I Benchmarked Anthropic's Advisor Strategy on Task Decomposition. The Expensive Model Was the Worst.

The Claim vs. The Data

Anthropic's Advisor Strategy promises near-Opus intelligence at near-Sonnet cost. A server-side tool that pairs a cheap executor model with an expensive advisor.

One API call, no extra round-trips, the executor decides when to consult.

The published benchmarks are compelling: +2.7 percentage points on SWE-bench Multilingual, 11.9% cost reduction per agentic task, and Haiku with an Opus advisor more than doubling its BrowseComp score.

I wanted to know: does this hold up on task decomposition? Breaking complex product requirements into executable task graphs is the foundation of my autonomous agent system.

It's architecturally demanding, structurally unforgiving, and something that Anthropic's published evaluations don't cover.

So I built a benchmark and ran it.

The Benchmark

What I Measured

My benchmark evaluates how well a model decomposes, or breaks down, a Product Requirements Document (PRD) into an executable task graph.

This is the kind of work that drives a lot of how I use the tool.

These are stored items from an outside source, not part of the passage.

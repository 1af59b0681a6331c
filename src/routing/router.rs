//! Resource mount table.
//!
//! # Responsibilities
//! - Mount each adapter's router at its configured path
//! - Reject conflicting mounts
//! - Produce one axum `Router` for the server
//!
//! # Design Decisions
//! - Immutable after the server starts
//! - The root mount is merged, every other mount is nested under its path
//! - Unmatched paths fall through to a plain 404

use axum::{http::StatusCode, response::IntoResponse, Router};
use thiserror::Error;

use crate::http::adapter::ResourceAdapter;
use crate::model::Model;
use crate::routing::matcher::{normalize_mount_path, InvalidMountPath};

/// Why a resource could not be mounted.
#[derive(Debug, Clone, PartialEq, Eq, Error)]
pub enum RouteError {
    #[error(transparent)]
    InvalidPath(#[from] InvalidMountPath),

    #[error("path {path:?} is already serving resource {existing:?}")]
    DuplicatePath { path: String, existing: String },
}

/// A resource that has been mounted.
#[derive(Debug, Clone, PartialEq, Eq)]
pub struct MountedResource {
    pub name: String,
    pub path: String,
}

/// Collects resource routers into one application router.
#[derive(Debug, Default)]
pub struct ResourceRoutes {
    router: Router,
    mounted: Vec<MountedResource>,
}

impl ResourceRoutes {
    pub fn new() -> Self {
        Self::default()
    }

    /// Serve `adapter` at `path`.
    pub fn mount<M: Model>(
        &mut self,
        path: &str,
        adapter: ResourceAdapter<M>,
    ) -> Result<(), RouteError> {
        let path = normalize_mount_path(path)?;
        if let Some(existing) = self.mounted.iter().find(|m| m.path == path) {
            return Err(RouteError::DuplicatePath {
                path,
                existing: existing.name.clone(),
            });
        }

        let name = adapter.name().to_string();
        let resource_router = adapter.router();
        let router = std::mem::take(&mut self.router);
        self.router = if path == "/" {
            router.merge(resource_router)
        } else {
            router.nest(&path, resource_router)
        };

        tracing::info!(resource = %name, path = %path, "Resource mounted");
        self.mounted.push(MountedResource { name, path });
        Ok(())
    }

    /// Resources mounted so far, in mount order.
    pub fn mounted(&self) -> &[MountedResource] {
        &self.mounted
    }

    /// The combined router, with a 404 fallback for unmatched paths.
    pub fn into_router(self) -> Router {
        self.router.fallback(no_route)
    }
}

async fn no_route() -> impl IntoResponse {
    (StatusCode::NOT_FOUND, "No matching resource")
}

I measured two things:

Decomposition — turning a PRD into a structured task graph with epics (sprints), dependencies, file assignments, and parallel execution paths.

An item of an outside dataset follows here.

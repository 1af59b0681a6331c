//! Typed HTTP client for resources served by `rest-resource`.

mod client;

pub use client::{ClientError, ResourceClient};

This helps agents reliably complete tasks without running out of context or potentially overwriting the same file multiple times.

Enrichment — adding execution metadata to each task: acceptance criteria (done_when), complexity estimates, and implementation context. These help agents know when a task is done, how long it should take, and what files it touches.

Test Fixtures

I used two PRDs of deliberately different complexity:

PRD	Domain	Word Count	Expected Tasks	Complexity
LinkCrate	CLI bookmark manager	535 words	10-16	Simple — single-epic, clear boundaries
Weaver	Autonomous agent executor	3,057 words	25-55	Complex — multi-epic, Docker, async, cross-cutting concerns

LinkCrate is a PRD I use as a benchmark to ensure my workflow doesn't have regressions (which is when a previous part of the workflow starts to fail after adding new complexity).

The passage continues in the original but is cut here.